D’autres avis sur ce livre : celui d’Estelle ; celui de Sophie

C’est décidé j’arrête le sucre de Sarah Wilson, éditions Larousse.

Dans la série toute première fois, je demande le cobler, cette spécialité américaine qu’on aimerait rapprocher du crumble parce qu’elle est composée de fruits et d’une pâte la recouvrant mais qui est assez différente dans sa texture. Au départ, je voulais préparer un cobler aux pêches, comme dans le livre Une américaine à Paris dans lequel j’ai trouvé la recette, mais j’ai acheté des pêches infectes sur le marché (enfin écrit comme ça on dirait que j’ai fait exprès alors que c’est en voulant en goûter une que je me suis rendue compte qu’elles étaient immangeables, farineuses) et c’est un cobler aux nectarines que j’ai mis finalement au four.

Ingrédients :

1 kilo de nectarines bien mûres
100 gr de beurre
200 gr de sucre
150 gr de farine
2 cuillères à soupe d’amande en poudre (touche perso)
1 sachet de levure chimique
1 cc d’extrait de vanille
22 cl de lait

Et maintenant qu’est ce qu’on fait ?

Commencez par couper en fins quartiers les nectarines et réservez-les puis allumez votre four à 180° (thermostat 6).

Faites fondre le beurre et versez le au fond du plat à gratin rectangulaire.

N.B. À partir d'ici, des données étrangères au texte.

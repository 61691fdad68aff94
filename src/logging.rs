use anyhow::{Context, Result};
use std::fs::{self, OpenOptions};
use std::path::PathBuf;
use std::sync::Mutex;
use tracing_subscriber::EnvFilter;

fn filter() -> EnvFilter {
    EnvFilter::try_from_default_env().unwrap_or_else(|_| EnvFilter::new("info"))
}

pub fn log_file_path() -> PathBuf {
    dirs::data_local_dir()
        .unwrap_or_else(std::env::temp_dir)
        .join("comfy-launcher")
        .join("launcher.log")
}

/// Log to stderr. Used by the headless and one-shot modes.
pub fn init_stderr() {
    tracing_subscriber::fmt()
        .with_env_filter(filter())
        .with_writer(std::io::stderr)
        .init();
}

/// Log to the launcher log file so the terminal UI stays clean.
pub fn init_file() -> Result<PathBuf> {
    let path = log_file_path();
    if let Some(dir) = path.parent() {
        fs::create_dir_all(dir).with_context(|| format!("create log dir {}", dir.display()))?;
    }
    let file = OpenOptions::new()
        .create(true)
        .append(true)
        .open(&path)
        .with_context(|| format!("open log file {}", path.display()))?;
    tracing_subscriber::fmt()
        .with_env_filter(filter())
        .with_ansi(false)
        .with_writer(Mutex::new(file))
        .init();
    Ok(path)
}
//! Course registration validation
//!
//! Maintains a student's tentative registration set for a term and decides
//! whether a candidate course may join it. Operations are purely
//! functional: they never perform I/O and return a new set instead of
//! mutating in place, so the surrounding event loop can adopt or discard
//! the result. Rejections are ordinary values the caller branches on, each
//! carrying a stable reason code and a human-readable message.

use thiserror::Error;

use crate::core::models::CourseOffering;
use crate::core::sources::RegistrationPayload;

/// Maximum credits a student may register for in one term
pub const MAX_CREDITS: u32 = 22;

/// Why a candidate course was rejected from the registration set
#[derive(Debug, Clone, PartialEq, Eq, Error)]
pub enum RejectionReason {
    /// The course is already in the set
    #[error("course is already registered")]
    Duplicate,

    /// Adding the course would push the credit load past [`MAX_CREDITS`]
    #[error("credit limit exceeded: {load} + {candidate} credits is over the maximum of {max}")]
    CreditLimitExceeded {
        /// Current credit load of the set
        load: u32,
        /// Credits of the rejected candidate
        candidate: u32,
        /// The credit cap that would be exceeded
        max: u32,
    },

    /// The course overlaps an already-registered course on the same day
    #[error("schedule conflict with {with}")]
    ScheduleConflict {
        /// Code of the conflicting course already in the set
        with: String,
    },
}

impl RejectionReason {
    /// Stable machine-readable reason code for the UI layer
    #[must_use]
    pub const fn code(&self) -> &'static str {
        match self {
            Self::Duplicate => "DUPLICATE",
            Self::CreditLimitExceeded { .. } => "CREDIT_LIMIT_EXCEEDED",
            Self::ScheduleConflict { .. } => "SCHEDULE_CONFLICT",
        }
    }
}

/// A student's tentative course selection for a term
///
/// Ordered by registration (append order is display order), unique by
/// course id. Invariants held after every successful [`try_register`]:
/// the credit load never exceeds [`MAX_CREDITS`] and no two members share
/// an overlapping same-day meeting.
///
/// [`try_register`]: RegistrationSet::try_register
#[derive(Debug, Clone, Default, PartialEq)]
pub struct RegistrationSet {
    courses: Vec<CourseOffering>,
}

impl RegistrationSet {
    /// Create an empty registration set
    #[must_use]
    pub const fn new() -> Self {
        Self {
            courses: Vec::new(),
        }
    }

    /// Registered courses in registration order
    #[must_use]
    pub fn courses(&self) -> &[CourseOffering] {
        &self.courses
    }

    /// Number of registered courses
    #[must_use]
    pub fn len(&self) -> usize {
        self.courses.len()
    }

    /// Whether the set is empty
    #[must_use]
    pub fn is_empty(&self) -> bool {
        self.courses.is_empty()
    }

    /// Whether a course id is already registered
    #[must_use]
    pub fn contains(&self, id: &str) -> bool {
        self.courses.iter().any(|c| c.id == id)
    }

    /// Total credits of the registered courses
    #[must_use]
    pub fn credit_load(&self) -> u32 {
        self.courses.iter().map(|c| c.credits).sum()
    }

    /// Validate a candidate and, on success, return the set with it appended
    ///
    /// Checks run in a fixed order, cheapest first: duplicate id, then the
    /// credit cap, and only then the pairwise schedule scan. The first
    /// failing check decides the rejection.
    ///
    /// # Errors
    ///
    /// Returns the [`RejectionReason`] of the first failing check.
    pub fn try_register(&self, candidate: &CourseOffering) -> Result<Self, RejectionReason> {
        if self.contains(&candidate.id) {
            return Err(RejectionReason::Duplicate);
        }

        let load = self.credit_load();
        if load + candidate.credits > MAX_CREDITS {
            return Err(RejectionReason::CreditLimitExceeded {
                load,
                candidate: candidate.credits,
                max: MAX_CREDITS,
            });
        }

        if let Some(existing) = self
            .courses
            .iter()
            .find(|c| c.schedule.overlaps(&candidate.schedule))
        {
            return Err(RejectionReason::ScheduleConflict {
                with: existing.code.clone(),
            });
        }

        let mut next = self.clone();
        next.courses.push(candidate.clone());
        Ok(next)
    }

    /// Return the set without the course of the given id
    ///
    /// Removing an id that is not registered is a no-op, not an error.
    #[must_use]
    pub fn deregister(&self, id: &str) -> Self {
        Self {
            courses: self
                .courses
                .iter()
                .filter(|c| c.id != id)
                .cloned()
                .collect(),
        }
    }

    /// Build the finalize-registration payload for the submission sink
    #[must_use]
    pub fn to_payload(&self, term: &str) -> RegistrationPayload {
        RegistrationPayload {
            term: term.to_string(),
            course_ids: self.courses.iter().map(|c| c.id.clone()).collect(),
        }
    }
}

Dans un saladier, mélangez la farine, le sucre, la levure, la poudre d’amandes puis ajoutez peu à peu le lait et l’extrait de vanille de manière à obtenir une pâte homogène. Versez cette préparation sur le beurre fondu puis déposez vos tranches de nectarines sur la préparation de manière uniforme.

Enfournez pour 40-45 minutes. Servez tiède avec une boule de glace vanille ou de la crème fraiche épaisse. La recette initiale préconise de napper d’une sauce préparée avec un sirop de sucre et une nectarine mais c’était très très sucré et pour moi, c’est bien meilleur sans.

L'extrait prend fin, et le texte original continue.